16 November 2015

No surrender

When news broke on Friday evening about the terrorist attacks in Paris, the scale of these was so shocking that it seemed unreal: the number of deaths at that stage was around 40. I went to bed upset, but determined to push it to the back of my mind - I had a big day ahead of me, with my first talk at a local library, and needed a good night's sleep.

However, when I turned on the radio first thing Saturday and heard that nearly 130 people had died, my stomach flipped and my heart began to race. As the day wore on, and I continued to monitor the news, my distress grew, along with my need to perform compulsions.

My OCD is exacerbated not only by bad news close to home, but also by upsetting events further afield that don't directly affect me. The more crazy and out of control the world becomes, the stronger the urge to order my environment: exerting even a little control eases my anxiety.

Over the years, all kinds of horrific incidents have triggered the same response, including the attack on the Charlie Hebdo offices in Paris earlier this year. Although natural disasters usually cause more deaths, it's the instances of human evil that disturb me the most.

I'd already had a difficult couple of weeks, with the sudden death of a friend's wife and a burglary at my boyfriend's flat. Factor in my rising anxiety about performing in public and I was in a pretty wobbly state. The Paris attacks were the final ingredient in a perfect storm of mental distress.

By early afternoon, when I had to leave for my talk, my compulsions were as bad as when my OCD was at its worst, 20 years ago: I was unable to leave my flat until everything was exactly where it should be. These days, I usually only find myself in that position when I'm going away for a prolonged period, not for an absence of a few hours.

On the news yesterday, countless people were saying we shouldn't be frightened and should go about our business as usual, or the terrorists would have won. I couldn't help being frightened, though, and as for carrying on as normal... 

Only days earlier, I'd been thinking of treating myself to a trip on the Eurostar to Paris. Now I was suddenly scared even to go into central London - into any big city. I just wanted to curl up in a ball in my flat, where I may not be immune to all harm, but would most likely be safe from terrorists.

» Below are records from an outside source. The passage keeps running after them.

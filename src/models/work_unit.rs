//! Work units, results and the output stream of a processing stage.

use serde::{Deserialize, Serialize};
use serde_json::{Map, Value};
use url::Url;

use super::Fingerprint;
use crate::{Error, Result};

/// Meta key carrying a caller-supplied deduplication key.
///
/// When present and non-empty it replaces the request fingerprint, e.g. to
/// deduplicate on a product id when many URLs lead to the same product.
pub const OVERRIDE_KEY_META: &str = "deltafetch_key";

fn default_method() -> String {
    "GET".to_string()
}

/// A unit of work (a request) produced by the crawl engine.
#[derive(Debug, Clone, PartialEq, Serialize, Deserialize)]
pub struct WorkUnit {
    /// Target URL.
    pub url: Url,
    /// HTTP method.
    #[serde(default = "default_method")]
    pub method: String,
    /// Request body.
    #[serde(default, skip_serializing_if = "String::is_empty")]
    pub body: String,
    /// Arbitrary metadata carried with the request.
    #[serde(default, skip_serializing_if = "Map::is_empty")]
    pub meta: Map<String, Value>,
}

impl WorkUnit {
    /// Creates a GET work unit for the given URL.
    #[must_use]
    pub fn new(url: Url) -> Self {
        Self {
            url,
            method: default_method(),
            body: String::new(),
            meta: Map::new(),
        }
    }

    /// Parses `url` and creates a GET work unit for it.
    ///
    /// # Errors
    ///
    /// Returns [`Error::InvalidInput`] if the URL cannot be parsed.
    pub fn get(url: &str) -> Result<Self> {
        let url = Url::parse(url)
            .map_err(|e| Error::InvalidInput(format!("invalid url '{url}': {e}")))?;
        Ok(Self::new(url))
    }

    /// Builder method to set the HTTP method.
    #[must_use]
    pub fn with_method(mut self, method: impl Into<String>) -> Self {
        self.method = method.into();
        self
    }

    /// Builder method to set the request body.
    #[must_use]
    pub fn with_body(mut self, body: impl Into<String>) -> Self {
        self.body = body.into();
        self
    }

    /// Builder method to set a meta entry.
    #[must_use]
    pub fn with_meta(mut self, key: impl Into<String>, value: impl Into<Value>) -> Self {
        self.meta.insert(key.into(), value.into());
        self
    }

    /// Builder method to set the override deduplication key.
    #[must_use]
    pub fn with_override_key(self, key: impl Into<String>) -> Self {
        self.with_meta(OVERRIDE_KEY_META, key.into())
    }

    /// Returns the override key, if one is set.
    ///
    /// Empty strings, `null`, booleans and structured values count as absent;
    /// numbers are keyed by their decimal form.
    #[must_use]
    pub fn override_key(&self) -> Option<Fingerprint> {
        match self.meta.get(OVERRIDE_KEY_META)? {
            Value::String(s) if !s.is_empty() => Some(Fingerprint::from(s.as_str())),
            Value::Number(n) => Some(Fingerprint::from(n.to_string())),
            _ => None,
        }
    }
}

/// A result extracted while processing a work unit.
///
/// Items are opaque to the filter: only their presence in an output batch
/// matters, never their fields.
#[derive(Debug, Clone, Default, PartialEq, Serialize, Deserialize)]
#[serde(transparent)]
pub struct Item(pub Map<String, Value>);

impl Item {
    /// Creates an empty item.
    #[must_use]
    pub fn new() -> Self {
        Self::default()
    }

    /// Builder method to set a field.
    #[must_use]
    pub fn with_field(mut self, key: impl Into<String>, value: impl Into<Value>) -> Self {
        self.0.insert(key.into(), value.into());
        self
    }

    /// Returns a field value.
    #[must_use]
    pub fn get(&self, key: &str) -> Option<&Value> {
        self.0.get(key)
    }
}

/// One entry in the output stream of a processed work unit.
#[derive(Debug, Clone, PartialEq, Serialize, Deserialize)]
#[serde(tag = "type", rename_all = "lowercase")]
pub enum Output {
    /// New work to schedule.
    Request(WorkUnit),
    /// A result to hand to the item pipeline.
    Item(Item),
}

impl Output {
    /// Returns the work unit if this output is a request.
    #[must_use]
    pub const fn as_request(&self) -> Option<&WorkUnit> {
        match self {
            Self::Request(unit) => Some(unit),
            Self::Item(_) => None,
        }
    }

    /// Returns true if this output is an item.
    #[must_use]
    pub const fn is_item(&self) -> bool {
        matches!(self, Self::Item(_))
    }
}

impl From<WorkUnit> for Output {
    fn from(unit: WorkUnit) -> Self {
        Self::Request(unit)
    }
}

impl From<Item> for Output {
    fn from(item: Item) -> Self {
        Self::Item(item)
    }
}

#[cfg(test)]
mod tests {
    use super::*;
    use serde_json::json;

    #[test]
    fn test_get_parses_url() {
        let unit = WorkUnit::get("https://example.com/a?b=1").unwrap();
        assert_eq!(unit.method, "GET");
        assert_eq!(unit.url.as_str(), "https://example.com/a?b=1");
    }

    #[test]
    fn test_get_rejects_bad_url() {
        assert!(matches!(
            WorkUnit::get("not a url"),
            Err(Error::InvalidInput(_))
        ));
    }

    #[test]
    fn test_override_key_string() {
        let unit = WorkUnit::get("https://example.com/p/1")
            .unwrap()
            .with_override_key("product:1");
        assert_eq!(unit.override_key(), Some(Fingerprint::from("product:1")));
    }

    #[test]
    fn test_override_key_empty_is_absent() {
        let unit = WorkUnit::get("https://example.com/p/1")
            .unwrap()
            .with_override_key("");
        assert_eq!(unit.override_key(), None);
    }

    #[test]
    fn test_override_key_number() {
        let unit = WorkUnit::get("https://example.com/p/1")
            .unwrap()
            .with_meta(OVERRIDE_KEY_META, 42);
        assert_eq!(unit.override_key(), Some(Fingerprint::from("42")));
    }

    #[test]
    fn test_override_key_null_is_absent() {
        let unit = WorkUnit::get("https://example.com/p/1")
            .unwrap()
            .with_meta(OVERRIDE_KEY_META, Value::Null);
        assert_eq!(unit.override_key(), None);
    }

    #[test]
    fn test_output_wire_format() {
        let line = json!({"type": "request", "url": "https://example.com/next"});
        let output: Output = serde_json::from_value(line).unwrap();
        let unit = output.as_request().unwrap();
        assert_eq!(unit.method, "GET");
        assert!(unit.meta.is_empty());

        let line = json!({"type": "item", "title": "A Light in the Attic"});
        let output: Output = serde_json::from_value(line).unwrap();
        assert!(output.is_item());
        let Output::Item(item) = output else {
            unreachable!()
        };
        assert_eq!(item.get("title"), Some(&json!("A Light in the Attic")));
        assert_eq!(item.get("type"), None);
    }

    #[test]
    fn test_item_serializes_with_tag() {
        let output = Output::from(Item::new().with_field("price", 51.77));
        let value = serde_json::to_value(&output).unwrap();
        assert_eq!(value, json!({"type": "item", "price": 51.77}));
    }
}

Then it suddenly came to me: I could fight back, in spite of my fear, by reining in my now rampant compulsive behaviours. The terrorists may have wormed their way into my mind, but I wasn't going to let them take it over.

I began to work on reducing my compulsions to their usual mild level, but soon found myself taking this further, using exposure exercises (ie deliberately leaving things out of place) to tackle my most entrenched - and 'accepted' - habits.

Image courtesy of 9comeback/FreeDigitalPhotos.net
All day, I put stuff down without positioning it, thinking 'F**k you, terrorists': you may have frightened me, you may have temporarily terrorised me off this city's streets, but you will NOT terrorise me in my home. In my own small way, je suis Paris.

RIP to all the victims.


Anonymous said...

Thanks for sharing, Helen, and good for you!!!! i hope your talk went well!

Helen Barbour said...

Hi ocdtalk, yes, the talk went very well, thanks. All the nerves that had been building evaporated at the last minute and I really enjoyed doing it!

Anonymous said...

Well done you, for your action, your talk and for sharing your experience with others. You're a winner! X

Unknown said...

I experienced the same feeling and had a relapse to. Being afraid is all they want. I am afraid, but go on with life. As always recognizable blog Helen. Tanks for sharing.

Helen Barbour said...

Yvonne, thank you so much for your lovely feedback!

Helen Barbour said...

Ineke, well done for carrying on as normal, too. I find that the anxiety gradually diminishes after such events, but it's good to try to speed up the process by tackling it head on.